Task description => After finding the line with "newly attested user." in the entries below, retype exactly each line from there through the line with "pub struct ReferralResolver", including that final line.

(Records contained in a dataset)

=======

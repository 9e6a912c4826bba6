use crate::ancestry::AncestryWalker;
use crate::config::RewardContext;
use crate::error::Result;
use crate::link_referral::find_link_referrer;
use crate::lookup::{find_best_attested_ancestor, ReferrerInfo};
use attest_storage::{LedgerReader, RewardStorage};
use attest_types::{Address, DeviceAddress, UnitId};
use std::sync::Arc;
use tracing::debug;

#[derive(Debug, Clone, PartialEq, Eq)]
pub enum ResolverState {
    /// Walk the ledger ancestry of the payment unit.
    AncestrySearch(UnitId),
    /// Fall back to pairing and cookie hints for the device.
    LinkFallback,
    Resolved(ReferrerInfo),
    NoReferrer,
}

/// Finds who referred a newly attested user.
///
/// Payment ancestry is consulted first; link hints only when the payment
/// ancestry yields nothing or there was no payment. Resolution reads storage
/// and the ledger but never writes.
pub struct ReferralResolver {
    storage: Arc<dyn RewardStorage>,
    ledger: Arc<dyn LedgerReader>,
    context: Arc<RewardContext>,
}

impl ReferralResolver {
    pub fn new(
        storage: Arc<dyn RewardStorage>,
        ledger: Arc<dyn LedgerReader>,
        context: Arc<RewardContext>,
    ) -> Self {
        Self {
            storage,
            ledger,
            context,
        }
    }

    pub async fn resolve(
        &self,
        payment_unit: Option<UnitId>,
        user_address: &Address,
        device_address: &DeviceAddress,
    ) -> Result<Option<ReferrerInfo>> {
        let mut state = match payment_unit {
            Some(unit) => ResolverState::AncestrySearch(unit),
            None => ResolverState::LinkFallback,
        };

        loop {
            debug!(user_address = %user_address, state = ?state, "Referral resolution step");
            state = match state {
                ResolverState::AncestrySearch(unit) => {
                    self.search_ancestry(unit, user_address, device_address).await?
                }
                ResolverState::LinkFallback => {
                    self.search_links(user_address, device_address).await?
                }
                ResolverState::Resolved(referrer) => return Ok(Some(referrer)),
                ResolverState::NoReferrer => return Ok(None),
            };
        }
    }

    async fn search_ancestry(
        &self,
        payment_unit: UnitId,
        user_address: &Address,
        device_address: &DeviceAddress,
    ) -> Result<ResolverState> {
        let walker = AncestryWalker::new(
            self.ledger.as_ref(),
            payment_unit,
            user_address.clone(),
            self.context.config.max_referral_depth,
        );
        let candidates = walker.collect().await?;
        debug!(
            payment_unit = %payment_unit,
            candidates = candidates.len(),
            "Ancestor addresses collected"
        );

        let best = find_best_attested_ancestor(
            self.ledger.as_ref(),
            &self.context.attestor_address,
            &candidates,
            &payment_unit,
            device_address,
        )
        .await?;

        Ok(match best {
            Some(referrer) => ResolverState::Resolved(referrer),
            None => ResolverState::LinkFallback,
        })
    }

    async fn search_links(
        &self,
        user_address: &Address,
        device_address: &DeviceAddress,
    ) -> Result<ResolverState> {
        let found = find_link_referrer(
            self.storage.as_ref(),
            self.ledger.as_ref(),
            &self.context.attestor_address,
            device_address,
            user_address,
        )
        .await?;

        Ok(match found {
            Some(referrer) => ResolverState::Resolved(referrer),
            None => ResolverState::NoReferrer,
        })
    }
}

=======

Exercise response =>
/// Finds who referred a newly attested user.
///
/// Payment ancestry is consulted first; link hints only when the payment
/// ancestry yields nothing or there was no payment. Resolution reads storage
/// and the ledger but never writes.
pub struct ReferralResolver {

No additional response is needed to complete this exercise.